Mi vida... tal cual

martes, agosto 25, 2009

Before the beginning.

(John Frusciante)

Normalmente, la vida de cada uno se rige por una serie de acontecimientos, que a vista del individuo, suelen ser, generalmente, una putada. No siendo mi caso, he de admitir que sobresaliendo de la media, hay momentos verdaderamente incomparables al resto. Es como se dieran todas circunstancias para que algo único ocurra.
Encontrarte con una antigua amante y que brote la honestidad acerca de todo lo que ocurrió en un momento dado. Eso sí, no te emociones, la magia de la verdad sólo dura un día. No su efecto, sino la ventana temporal de compartirla. En otra ocasión acudes a más de lo mismo, sin encontrarlo. En vez de esto encuentras ese pelo negro y esa cara que en su momento tanto te cautivaron, pero que ahora, no son mas que un cuerpo vacío danzante adulto con alma de niña.

---

La veo entrar con unas amigas. Me llama la atención de inmediato. Voy a hablar con las tres, y, de alguna forma, sin planearlo, mis amigos se unen y me dejan a quien me interesaba sexualmente, sólo para mi.
Era un perfect ten. El a mi juicio más capacitado en estas cosas de los presentes no se atreve a abrirle. "Me intimida," - me confiesa mientras mirábamos de lejos- "está demasiado buena". Lo curioso es que no era esa belleza destrozada por un mal gusto a la hora de vestir mancillando el erotismo enseñando demasiado; era un tipo de finesse que no sueles encontrar todos los días. Algo verdaderamente único. El no tener los dientes perfectos parecía ser algo simplemente anecdótico en su conjunto.
Detalles conversacionales a un lado, llego hasta un punto en este tipo de cosas al que nunca hasta ahora había llegado. Me siento desorientado a la vez que victorioso: llega la hora del beso. Lo alargo demasiado y terminan por llegar dos amigas adicionales suyas (¿Deus ex machina? ¿Para quién?) y la absorben.
Lo curioso es que, de entre las otras 2, una me terminó gustando más que mi objetivo inicial. Paradójicamente era la menos agraciada de las 3, a mi juicio, pero tenía un algo que te atraía inexorablemente a ella. Un algo, que te hace quererla incluir a tus filas de amigos, aunque no pondrías ninguna oposición (al menos, no demasiada, siendo seducido adecuadamente) a tener sexo con ella.

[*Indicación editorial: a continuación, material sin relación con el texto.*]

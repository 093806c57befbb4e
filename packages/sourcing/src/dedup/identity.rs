//! Identity key extraction and normalization.
//!
//! Keys are namespaced so values from different kinds can never collide
//! in the match map ("email:a@x.com" vs "name:a x com").

use serde::{Deserialize, Serialize};
use uuid::Uuid;

use crate::types::candidate::CandidateRecord;

/// Kind of evidence an identity key carries, strongest first.
#[derive(Debug, Clone, Copy, PartialEq, Eq, Hash, Serialize, Deserialize)]
#[serde(rename_all = "snake_case")]
pub enum KeyKind {
    /// Case-folded, trimmed email address.
    Email,
    /// Platform-qualified username, e.g. `github:alice`.
    Username,
    /// Host-qualified profile URL slug, e.g. `github.com/alice`.
    ProfileUrl,
    /// Normalized full name: lowercased, punctuation stripped,
    /// whitespace collapsed.
    Name,
    /// Per-record random key. Never matches anything.
    Fallback,
}

impl KeyKind {
    /// Merge-confidence points this kind of match contributes.
    pub fn points(self) -> u8 {
        match self {
            KeyKind::Email => 90,
            KeyKind::Username => 75,
            KeyKind::ProfileUrl => 60,
            KeyKind::Name => 40,
            KeyKind::Fallback => 0,
        }
    }
}

/// One identity key: kind plus normalized value.
#[derive(Debug, Clone, PartialEq, Eq)]
pub struct IdentityKey {
    pub kind: KeyKind,
    pub value: String,
}

impl IdentityKey {
    /// Namespaced form used for matching and display.
    pub fn as_str(&self) -> String {
        let prefix = match self.kind {
            KeyKind::Email => "email",
            KeyKind::Username => "user",
            KeyKind::ProfileUrl => "url",
            KeyKind::Name => "name",
            KeyKind::Fallback => "fallback",
        };
        format!("{prefix}:{}", self.value)
    }
}

/// Priority-ordered identity keys for one record.
///
/// A record offering none of email, username, URL, or name gets a random
/// fallback key, so it survives deduplication as its own profile instead
/// of being dropped or accidentally merged.
pub fn identity_keys(record: &CandidateRecord) -> Vec<IdentityKey> {
    let mut keys = Vec::new();

    if let Some(email) = record.email.as_deref().and_then(normalize_email) {
        keys.push(IdentityKey {
            kind: KeyKind::Email,
            value: email,
        });
    }
    if let Some(username) = record.username.as_deref() {
        let username = username.trim().to_lowercase();
        if !username.is_empty() {
            keys.push(IdentityKey {
                kind: KeyKind::Username,
                value: format!("{}:{}", record.platform, username),
            });
        }
    }
    if let Some(slug) = record.profile_url.as_deref().and_then(profile_slug) {
        keys.push(IdentityKey {
            kind: KeyKind::ProfileUrl,
            value: slug,
        });
    }
    if let Some(name) = record.name.as_deref().and_then(normalize_name) {
        keys.push(IdentityKey {
            kind: KeyKind::Name,
            value: name,
        });
    }

    if keys.is_empty() {
        keys.push(IdentityKey {
            kind: KeyKind::Fallback,
            value: Uuid::new_v4().to_string(),
        });
    }
    keys
}

/// Case-fold and trim an email; reject values that cannot be one.
pub fn normalize_email(email: &str) -> Option<String> {
    let email = email.trim().to_lowercase();
    let at = email.find('@')?;
    if at == 0 || at == email.len() - 1 || !email[at + 1..].contains('.') {
        return None;
    }
    Some(email)
}

/// Lowercase, strip punctuation, collapse whitespace. Single-token names
/// are rejected: "alice" alone is far too weak to merge on.
pub fn normalize_name(name: &str) -> Option<String> {
    let cleaned: String = name
        .to_lowercase()
        .chars()
        .map(|c| if c.is_alphanumeric() { c } else { ' ' })
        .collect();
    let collapsed = cleaned.split_whitespace().collect::<Vec<_>>().join(" ");
    if collapsed.split_whitespace().count() < 2 {
        return None;
    }
    Some(collapsed)
}

/// Host-qualified final path segment of a profile URL.
pub fn profile_slug(profile_url: &str) -> Option<String> {
    let parsed = url::Url::parse(profile_url).ok()?;
    let host = parsed.host_str()?.trim_start_matches("www.").to_lowercase();
    let slug = parsed
        .path_segments()?
        .filter(|s| !s.is_empty())
        .last()?
        .to_lowercase();
    if slug.is_empty() {
        return None;
    }
    Some(format!("{host}/{slug}"))
}
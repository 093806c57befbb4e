//! Cross-source identity resolution and field-level merge.
//!
//! Records are linked through any shared identity key (multi-key
//! progressive matching over a union-find), then each linked group is
//! merged into one [`CandidateProfile`]: skills unioned, scalar fields
//! resolved first-non-null in source-priority order with recency breaking
//! priority ties. Records that offer no linkable key keep their random
//! fallback key and survive as single-record profiles; they are never
//! silently dropped.
//!
//! Every outcome is validated before it leaves this module: a merge that
//! claims more profiles than input records is a bug, not a result.

pub mod identity;

pub use identity::{IdentityKey, KeyKind};

use chrono::Utc;
use indexmap::IndexMap;
use std::collections::{HashMap, HashSet};
use tracing::debug;

use crate::error::{Result, SearchError};
use crate::types::candidate::{CandidateProfile, CandidateRecord};
use identity::identity_keys;

/// Record of one merge the engine performed.
#[derive(Debug, Clone)]
pub struct MergeDecision {
    pub profile_id: String,
    pub platforms: Vec<String>,
    pub matched_on: Vec<KeyKind>,
    pub confidence: u8,
}

/// The engine's full output for one batch of records.
#[derive(Debug, Clone)]
pub struct DedupOutcome {
    pub profiles: Vec<CandidateProfile>,
    pub original_count: usize,
    pub deduplicated_count: usize,
    pub duplicates_found: usize,
    pub merge_decisions: Vec<MergeDecision>,
}

/// Resolve cross-source identities and merge duplicates.
///
/// `priorities` maps platform name to plugin priority; unknown platforms
/// default to 50. Profiles come back in discovery order of their first
/// record, which later keeps ranking ties stable.
pub fn deduplicate(
    records: Vec<CandidateRecord>,
    priorities: &HashMap<String, u8>,
) -> Result<DedupOutcome> {
    let original_count = records.len();
    let keys_per_record: Vec<Vec<IdentityKey>> = records.iter().map(identity_keys).collect();

    // Link records through shared keys.
    let mut parent: Vec<usize> = (0..records.len()).collect();
    let mut owner: HashMap<String, usize> = HashMap::new();
    for (index, keys) in keys_per_record.iter().enumerate() {
        for key in keys.iter().filter(|k| k.kind != KeyKind::Fallback) {
            match owner.entry(key.as_str()) {
                std::collections::hash_map::Entry::Occupied(entry) => {
                    union(&mut parent, index, *entry.get());
                }
                std::collections::hash_map::Entry::Vacant(entry) => {
                    entry.insert(index);
                }
            }
        }
    }

    // Collect groups in first-appearance order.
    let mut groups: IndexMap<usize, Vec<usize>> = IndexMap::new();
    for index in 0..records.len() {
        let root = find(&mut parent, index);
        groups.entry(root).or_default().push(index);
    }

    let mut profiles = Vec::with_capacity(groups.len());
    let mut merge_decisions = Vec::new();
    for members in groups.values() {
        let profile = merge_group(members, &records, &keys_per_record, priorities);
        if members.len() > 1 {
            merge_decisions.push(MergeDecision {
                profile_id: profile.id.clone(),
                platforms: profile.platforms_merged.clone(),
                matched_on: matched_kinds(members, &keys_per_record),
                confidence: profile.merge_confidence,
            });
        }
        profiles.push(profile);
    }

    let deduplicated_count = profiles.len();
    let duplicates_found = original_count.checked_sub(deduplicated_count).ok_or_else(|| {
        SearchError::DedupInvariant {
            reason: format!(
                "merge produced {deduplicated_count} profiles from {original_count} records"
            ),
        }
    })?;

    debug!(
        original_count,
        deduplicated_count, duplicates_found, "deduplication complete"
    );

    Ok(DedupOutcome {
        profiles,
        original_count,
        deduplicated_count,
        duplicates_found,
        merge_decisions,
    })
}

fn find(parent: &mut Vec<usize>, index: usize) -> usize {
    let mut root = index;
    while parent[root] != root {
        root = parent[root];
    }
    // Path compression.
    let mut walk = index;
    while parent[walk] != root {
        let next = parent[walk];
        parent[walk] = root;
        walk = next;
    }
    root
}

fn union(parent: &mut Vec<usize>, a: usize, b: usize) {
    let root_a = find(parent, a);
    let root_b = find(parent, b);
    if root_a != root_b {
        // Lower index wins so group order tracks discovery order.
        let (keep, absorb) = if root_a < root_b {
            (root_a, root_b)
        } else {
            (root_b, root_a)
        };
        parent[absorb] = keep;
    }
}

fn merge_group(
    members: &[usize],
    records: &[CandidateRecord],
    keys_per_record: &[Vec<IdentityKey>],
    priorities: &HashMap<String, u8>,
) -> CandidateProfile {
    // Resolution order: strongest source first, recency breaking ties.
    let mut ordered: Vec<usize> = members.to_vec();
    ordered.sort_by(|&a, &b| {
        let pa = priorities.get(&records[a].platform).copied().unwrap_or(50);
        let pb = priorities.get(&records[b].platform).copied().unwrap_or(50);
        pb.cmp(&pa)
            .then_with(|| records[b].collected_at.cmp(&records[a].collected_at))
    });

    let mut merged_records: IndexMap<String, CandidateRecord> = IndexMap::new();
    let mut skills: Vec<String> = Vec::new();
    let mut seen_skills: HashSet<String> = HashSet::new();
    let mut name = None;
    let mut title = None;
    let mut location = None;
    let mut email = None;

    for &index in &ordered {
        let record = &records[index];
        merged_records
            .entry(record.platform.clone())
            .or_insert_with(|| record.clone());

        for skill in &record.skills {
            if seen_skills.insert(skill.to_lowercase()) {
                skills.push(skill.clone());
            }
        }
        name = name.or_else(|| record.name.clone());
        title = title.or_else(|| record.title.clone());
        location = location.or_else(|| record.location.clone());
        email = email.or_else(|| record.email.clone());
    }

    let platforms_merged: Vec<String> = merged_records.keys().cloned().collect();

    let mut identity_key_strings: Vec<String> = Vec::new();
    for &index in members {
        for key in keys_per_record[index]
            .iter()
            .filter(|k| k.kind != KeyKind::Fallback)
        {
            let rendered = key.as_str();
            if !identity_key_strings.contains(&rendered) {
                identity_key_strings.push(rendered);
            }
        }
    }

    let matched = matched_kinds(members, keys_per_record);
    let merge_confidence = merge_confidence(members.len(), &matched);
    let authenticity_score = authenticity_score(
        name.is_some(),
        title.is_some(),
        location.is_some(),
        email.is_some(),
        &merged_records,
    );

    CandidateProfile {
        id: uuid::Uuid::new_v4().to_string(),
        name,
        title,
        location,
        email,
        skills,
        identity_keys: identity_key_strings,
        records: merged_records,
        platforms_merged,
        merge_confidence,
        authenticity_score,
        scores: None,
    }
}

/// Kinds whose normalized value at least two group members share.
fn matched_kinds(members: &[usize], keys_per_record: &[Vec<IdentityKey>]) -> Vec<KeyKind> {
    let mut matched = Vec::new();
    for kind in [
        KeyKind::Email,
        KeyKind::Username,
        KeyKind::ProfileUrl,
        KeyKind::Name,
    ] {
        let mut counts: HashMap<&str, usize> = HashMap::new();
        for &index in members {
            for key in &keys_per_record[index] {
                if key.kind == kind {
                    *counts.entry(key.value.as_str()).or_default() += 1;
                }
            }
        }
        if counts.values().any(|&n| n >= 2) {
            matched.push(kind);
        }
    }
    matched
}

/// Single-record profiles are trivially confident. Merged profiles score
/// by the strongest matching key kind plus a small bonus per additional
/// corroborating kind.
fn merge_confidence(group_size: usize, matched: &[KeyKind]) -> u8 {
    if group_size <= 1 {
        return 100;
    }
    let strongest = matched.iter().map(|k| k.points()).max().unwrap_or(40);
    let bonus = 5 * matched.len().saturating_sub(1) as u8;
    strongest.saturating_add(bonus).min(100)
}

/// Is-this-a-real-active-person estimate from field completeness,
/// cross-source corroboration, and recency of activity.
fn authenticity_score(
    has_name: bool,
    has_title: bool,
    has_location: bool,
    has_email: bool,
    records: &IndexMap<String, CandidateRecord>,
) -> u8 {
    let mut score: u32 = 20;
    if has_name {
        score += 15;
    }
    if has_title {
        score += 10;
    }
    if has_location {
        score += 10;
    }
    if has_email {
        score += 15;
    }
    if records.len() >= 2 {
        score += 20;
    }
    let recently_active = records.values().filter_map(|r| r.last_active).any(|at| {
        Utc::now()
            .signed_duration_since(at)
            .num_days()
            .unsigned_abs()
            <= 90
    });
    if recently_active {
        score += 10;
    }
    score.min(100) as u8
}
//! Fire-and-forget search telemetry.
//!
//! The orchestrator emits start/complete/fail events per search id. They
//! are dispatched on detached tasks so a slow monitoring sink can never
//! stall a search, and any sink-side failure is simply dropped.

use async_trait::async_trait;
use std::time::Duration;
use uuid::Uuid;

/// Consumer of search lifecycle events.
#[async_trait]
pub trait SearchEvents: Send + Sync {
    async fn search_started(&self, search_id: Uuid, query: &str);

    async fn search_completed(&self, search_id: Uuid, candidates: usize, elapsed: Duration);

    async fn search_failed(&self, search_id: Uuid, error: &str);
}

/// An event sink that ignores everything.
#[derive(Debug, Default)]
pub struct NoopEvents;

#[async_trait]
impl SearchEvents for NoopEvents {
    async fn search_started(&self, _search_id: Uuid, _query: &str) {}

    async fn search_completed(&self, _search_id: Uuid, _candidates: usize, _elapsed: Duration) {}

    async fn search_failed(&self, _search_id: Uuid, _error: &str) {}
}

Un tipo de receptividad pasiva, puesto que no harías nada de forma activa para conseguirla, aunque si te se te ofreciese no la rechazarías. Y no sería pasividad por miedo o inexperiencia, sino por carencia de necesidad de conquistarla. Es como si la atracción mental congregase menos hormonas.

---

Sin duda, lo más absolutamente atractivo es no saber qué va a pasar mañana. Si esa llamada que tanto esperas llegará o no. Si volverás a besar sus labios como hiciste aquella tarde antes de que te fueras.
¿Me gustaría volver a verla? -me pregunto. La respuesta me parece mas que evidente: por supuesto. ¿Implica no sufrir por perder algo, dejar de valorarlo? Porque sé que, eventualmente, si no ocurre nada, si no llega a sonar mi teléfono, seguiré adelante. No en plan "La vida sigue" o "Tough luck" de forma resignada, sino como lo he hecho hasta ahora, admirando lo que todavía me queda por aprender y no dejar de conocer chicas por ahí, en donde sea. Algo más que una afición, una manera de proyectar tu realidad mental, de forma física.
A veces cuestiono si es verdad eso de que sin dolor no hay felicidad. Si ves el rechazo como algo natural, que aunque joda, es necesario para que cuando no ocurra tenga todo lugar de forma intensa, ¿acabas por suprimir el dolor? Si en vez de obsesionarte con una mujer conoces 3 musas semanales, ¿no se disemina tu percepción de pérdida? No me refiero a acostarte con 3 musas semanalmente, sino, simplemente, conocerlas. Rodearte tanto de lo que te gusta que, un buen día te das cuenta de todo lo que has "perdido" poco a poco por el camino sin darte cuenta. Y es entonces cuando espero sonreir, en mi lecho de muerte, mirando atrás y viendo, que aunque empecé un poco tarde, llegado un punto hice todo tal y cómo lo volvería a hacer si volviera a ese momento con esa experiencia. Tan sólo tiene que persistir esta sonrisa mental en mi cara.